*About this task*
Could you output only the lines from the one containing "let file = std::fs::File::create(path).map_err(|source|" through the last line of the data, both included?

*Dataset entries*
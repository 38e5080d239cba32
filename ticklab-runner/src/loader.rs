//! Tape loading — CSV rows in, validated `MarketTape` out.
//!
//! Expected columns: `timestamp` (nanoseconds since the epoch), `bid`,
//! `ask`, `bid_size`, `ask_size`, `last_price`, `last_size`. The loader
//! guarantees ascending timestamp order before handing the tape to the
//! engine; a malformed row is an error, not a skip.

use chrono::DateTime;
use serde::{Deserialize, Serialize};
use std::path::{Path, PathBuf};
use thiserror::Error;
use ticklab_core::domain::{MarketObservation, MarketTape, TapeError};

/// Errors from the tape loading layer.
#[derive(Debug, Error)]
pub enum LoadError {
    #[error("cannot open tape file '{path}': {source}")]
    Io {
        path: PathBuf,
        source: std::io::Error,
    },
    #[error("malformed tape row: {0}")]
    Csv(#[from] csv::Error),
    #[error("tape ordering violated: {0}")]
    Tape(#[from] TapeError),
}

/// One CSV row. Timestamps travel as integer nanoseconds, as in the
/// recorded feed.
#[derive(Debug, Serialize, Deserialize)]
struct RawTick {
    timestamp: i64,
    bid: f64,
    ask: f64,
    bid_size: u64,
    ask_size: u64,
    last_price: f64,
    last_size: u64,
}

/// Load a tape from a CSV file. The instrument symbol is taken from the
/// file stem, mirroring how recorded tapes are named.
pub fn load_tape(path: &Path) -> Result<MarketTape, LoadError> {
    let file = std::fs::File::open(path).map_err(|source| LoadError::Io {
        path: path.to_path_buf(),
        source,
    })?;
    let symbol = path
        .file_stem()
        .map(|stem| stem.to_string_lossy().into_owned())
        .unwrap_or_else(|| "UNKNOWN".to_string());

    let mut reader = csv::Reader::from_reader(file);
    let mut observations = Vec::new();
    for row in reader.deserialize() {
        let raw: RawTick = row?;
        observations.push(MarketObservation {
            timestamp: DateTime::from_timestamp_nanos(raw.timestamp),
            bid: raw.bid,
            ask: raw.ask,
            bid_size: raw.bid_size,
            ask_size: raw.ask_size,
            last_price: raw.last_price,
            last_size: raw.last_size,
        });
    }

    Ok(MarketTape::new(symbol, observations)?)
}

/// Write a tape back out in the loader's CSV format. Used by the synthetic
/// tape command and by tests.
pub fn write_tape(tape: &MarketTape, path: &Path) -> Result<(), LoadError> {
    let file = std::fs::File::create(path).map_err(|source| LoadError::Io {
        path: path.to_path_buf(),
        source,
    })?;
    let mut writer = csv::Writer::from_writer(file);
    for obs in tape.observations() {
        writer.serialize(RawTick {
            timestamp: obs.timestamp.timestamp_nanos_opt().unwrap_or(0),
            bid: obs.bid,
            ask: obs.ask,
            bid_size: obs.bid_size,
            ask_size: obs.ask_size,
            last_price: obs.last_price,
            last_size: obs.last_size,
        })?;
    }
    writer.flush().map_err(|source| LoadError::Io {
        path: path.to_path_buf(),
        source,
    })?;
    Ok(())
}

*Response to this exercise*
    let file = std::fs::File::create(path).map_err(|source| LoadError::Io {
        path: path.to_path_buf(),
        source,
    })?;
    let mut writer = csv::Writer::from_writer(file);
    for obs in tape.observations() {
        writer.serialize(RawTick {
            timestamp: obs.timestamp.timestamp_nanos_opt().unwrap_or(0),
            bid: obs.bid,
            ask: obs.ask,
            bid_size: obs.bid_size,
            ask_size: obs.ask_size,
            last_price: obs.last_price,
            last_size: obs.last_size,
        })?;
    }
    writer.flush().map_err(|source| LoadError::Io {
        path: path.to_path_buf(),
        source,
    })?;
    Ok(())
}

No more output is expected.